Lines with the word "TOML" in them are the ones to copy from the records.
──────── Data provided ────────
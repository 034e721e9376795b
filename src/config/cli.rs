//! CLI argument parsing using clap
//!
//! Every option that can also come from the TOML file is an `Option` so the
//! merge step can tell "explicitly set" apart from "left at default".

use clap::{ArgGroup, Parser, ValueEnum};
use std::path::PathBuf;

/// Session backend selectable on the command line
#[derive(Debug, Clone, Copy, PartialEq, Eq, ValueEnum)]
pub enum BackendArg {
    /// Share mounted on the local filesystem (<server>/<share>)
    Local,
    /// In-memory share (engine smoke tests)
    Mock,
}

/// Tempest - concurrent session and IO load generator for file shares
#[derive(Parser, Debug, Default)]
#[command(name = "tempest")]
#[command(version, about, long_about = None)]
#[command(group(
    ArgGroup::new("mode")
        .args(["streaming_reads", "read_iops", "streaming_writes", "random_io"])
        .multiple(false)
))]
pub struct Cli {
    /// TOML configuration file (command-line values take precedence)
    #[arg(short = 'c', long)]
    pub config: Option<PathBuf>,

    // === Target ===
    /// Server address (local backend: mount root directory)
    #[arg(long)]
    pub server: Option<String>,

    /// Share name
    #[arg(long)]
    pub share: Option<String>,

    /// Username for the share
    #[arg(short = 'u', long)]
    pub username: Option<String>,

    /// Password for the share
    #[arg(short = 'p', long, env = "TEMPEST_PASSWORD", hide_env_values = true)]
    pub password: Option<String>,

    /// Session backend
    #[arg(long, value_enum)]
    pub backend: Option<BackendArg>,

    // === Workload ===
    /// Number of concurrent session tasks
    #[arg(short = 'n', long)]
    pub num_tasks: Option<usize>,

    /// Block size for IO operations (e.g., 4k, 64k, 1M)
    #[arg(short = 'b', long)]
    pub block_size: Option<String>,

    /// Working file size per task (bare numbers are MiB; e.g., 512, 10M, 2G)
    #[arg(short = 's', long)]
    pub max_file_size: Option<String>,

    /// Concurrent block-range reads of each task's file
    #[arg(long)]
    pub streaming_reads: bool,

    /// High-rate 4 KiB reads at offset 0
    #[arg(long)]
    pub read_iops: bool,

    /// Sequential block writes up to the file size
    #[arg(long)]
    pub streaming_writes: bool,

    /// Mixed reads and writes at random offsets
    #[arg(long)]
    pub random_io: bool,

    /// Reads per task in read-iops mode
    #[arg(long)]
    pub iops_reads: Option<u64>,

    /// Operations per task in random-io mode
    #[arg(long)]
    pub random_ops: Option<u64>,

    /// Read percentage for random-io mode (0-100)
    #[arg(long)]
    pub read_percent: Option<u8>,

    /// Concurrent range readers per streaming read
    #[arg(long)]
    pub read_workers: Option<usize>,

    // === Runtime ===
    /// Stop awaiting results after the first failed task
    #[arg(long)]
    pub fail_fast: bool,

    /// Attempts per remote operation (including the first)
    #[arg(long)]
    pub retry_attempts: Option<u32>,

    /// Delay between attempts (e.g., 500ms, 2s)
    #[arg(long)]
    pub retry_delay: Option<String>,

    /// File holding the persisted client UUID
    #[arg(long)]
    pub client_id_file: Option<PathBuf>,

    /// Validate configuration and exit
    #[arg(long)]
    pub dry_run: bool,

    /// Enable debug-level logging
    #[arg(long)]
    pub debug: bool,

    // === Output ===
    /// Write the run summary (and per-task results) as JSON
    #[arg(long)]
    pub json_output: Option<PathBuf>,

    /// Print every task result
    #[arg(short = 'v', long)]
    pub verbose: bool,

    /// Directory for log files
    #[arg(long)]
    pub log_dir: Option<PathBuf>,
}

impl Cli {
    /// Parse CLI arguments
    pub fn parse_args() -> Self {
        Self::parse()
    }

    /// Validate CLI arguments that do not depend on the config file
    pub fn validate(&self) -> anyhow::Result<()> {
        if let Some(pct) = self.read_percent {
            if pct > 100 {
                anyhow::bail!("read_percent must be between 0 and 100");
            }
        }

        if self.read_percent.is_some() && !self.random_io {
            if self.streaming_reads || self.read_iops || self.streaming_writes {
                anyhow::bail!("--read-percent only applies to --random-io");
            }
        }

        if let Some(0) = self.retry_attempts {
            anyhow::bail!("retry_attempts must be at least 1");
        }

        if let Some(0) = self.read_workers {
            anyhow::bail!("read_workers must be at least 1");
        }

        Ok(())
    }
}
────────
● **Finished task**
//! Every option that can also come from the TOML file is an `Option` so the
    /// TOML configuration file (command-line values take precedence)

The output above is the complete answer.